[DATASET ENTRIES Boundary: Start]

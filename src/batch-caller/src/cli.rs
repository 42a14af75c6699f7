use std::time::Duration;

use alloy::primitives::B256;
use alloy::primitives::utils::format_ether;
use alloy::rpc::types::TransactionReceipt;
use alloy::signers::local::PrivateKeySigner;
use clap::{Args, Parser, Subcommand};
use evm_rpc_client::reqwest::ReqwestClient;
use evm_rpc_client::{Client, EvmRpcClient};

use crate::constant::{RECEIPT_POLL_ATTEMPTS, RECEIPT_POLL_INTERVAL};
use crate::error::{Error, Result};
use crate::transaction::{BatchOpts, SignArgs};

/// CLI tool for submitting atomic call batches through the Batch precompile
#[derive(Parser)]
#[command(author, version, about, long_about = None)]
#[command(propagate_version = true)]
pub struct BatchCallerCli {
    #[command(subcommand)]
    pub command: Commands,
}

#[derive(Subcommand)]
pub enum Commands {
    /// Generate an ETH Wallet
    GenerateWallet,

    /// Submit the batch transaction and wait for its receipt
    Submit(SubmitArgs),

    /// Sign the batch transaction and print the raw bytes without submitting
    Sign(SignArgs),
}

#[derive(Args)]
pub struct SubmitArgs {
    #[command(flatten)]
    pub opts: BatchOpts,
}

impl SubmitArgs {
    pub async fn exec(&self) -> anyhow::Result<()> {
        let client = EvmRpcClient::new(ReqwestClient::new(self.opts.rpc_url.clone()));
        let wallet = get_wallet(&self.opts.signing_key)?;

        info!("preparing batch from {}", wallet.address());
        let prepared = self.opts.prepare(&client, &wallet).await?;
        info!(
            "batch of {} calls carrying {} ether total",
            prepared.calls,
            format_ether(prepared.total_value)
        );

        let tx_hash = client.send_raw_transaction(&prepared.envelope).await?;
        println!("Batch transaction sent: {tx_hash}");

        let receipt = wait_for_receipt(
            &client,
            tx_hash,
            RECEIPT_POLL_ATTEMPTS,
            RECEIPT_POLL_INTERVAL,
        )
        .await?;
        println!(
            "Batch transaction mined: {} (block {}, gas used {})",
            receipt.transaction_hash,
            receipt.block_number.unwrap_or_default(),
            receipt.gas_used
        );

        Ok(())
    }
}

/// Polls for the transaction receipt until it is available, the poll budget
/// runs out, or the transaction turns out reverted.
async fn wait_for_receipt<C: Client>(
    client: &EvmRpcClient<C>,
    hash: B256,
    attempts: u32,
    interval: Duration,
) -> anyhow::Result<TransactionReceipt> {
    for attempt in 1..=attempts {
        if let Some(receipt) = client.get_transaction_receipt(hash).await? {
            if !receipt.status() {
                return Err(Error::TransactionReverted(hash).into());
            }
            return Ok(receipt);
        }
        debug!("receipt for {hash} not available yet (attempt {attempt})");
        if attempt < attempts {
            tokio::time::sleep(interval).await;
        }
    }

    Err(Error::TransactionNotFinalized(hash).into())
}

/// Parse an existing wallet
pub fn get_wallet(signing_key: &str) -> Result<PrivateKeySigner> {
    let key_bytes = hex::decode(signing_key.trim_start_matches("0x"))?;
    let wallet = PrivateKeySigner::from_slice(&key_bytes)?;
    Ok(wallet)
}

/// generate a brand new wallet
pub fn generate_wallet() -> Result<PrivateKeySigner> {
    let wallet = PrivateKeySigner::random();
    let signer_hex = hex::encode(wallet.credential().to_bytes());
    let public_key_hex = hex::encode(wallet.credential().verifying_key().to_sec1_bytes());
    println!(
        "Wallet:\n  Private Key = {}\n  Public Key = {}\n  Address = {}",
        signer_hex,
        public_key_hex,
        wallet.address(),
    );
    Ok(wallet)
}
use std::collections::HashMap;
use std::future::Future;
use std::pin::Pin;
use std::sync::{Arc, Mutex};

use evm_rpc_client::{Call, Client, Output, Request, Response, Success, Version};
use serde_json::Value;

/// Transport stub replying to each method with a canned value, in the same
/// shape the node would return it.
#[derive(Clone, Default)]
pub struct StubClient {
    responses: Arc<Mutex<HashMap<String, Value>>>,
}

impl StubClient {
    pub fn with_response(self, method: &str, value: Value) -> Self {
        self.responses
            .lock()
            .unwrap()
            .insert(method.to_string(), value);
        self
    }
}

impl Client for StubClient {
    fn send_rpc_request(
        &self,
        request: Request,
    ) -> Pin<Box<dyn Future<Output = anyhow::Result<Response>> + Send>> {
        let call = match &request {
            Request::Single(Call::MethodCall(call)) => call.clone(),
            other => panic!("unexpected request shape: {other:?}"),
        };
        let result = self
            .responses
            .lock()
            .unwrap()
            .get(&call.method)
            .cloned()
            .unwrap_or_else(|| panic!("no canned response for {}", call.method));
        let output = Output::Success(Success {
            jsonrpc: Some(Version::V2),
            result,
            id: call.id,
        });

        Box::pin(async move { Ok(Response::Single(output)) })
    }
}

[DATASET ENTRIES Boundary: End]

*ABOUT THIS TASK:*
All lines above that hold the string "EvmRpcClient" should be copied.

*EXPECTED OUTPUT:*
use evm_rpc_client::{Client, EvmRpcClient};
        let client = EvmRpcClient::new(ReqwestClient::new(self.opts.rpc_url.clone()));
    client: &EvmRpcClient<C>,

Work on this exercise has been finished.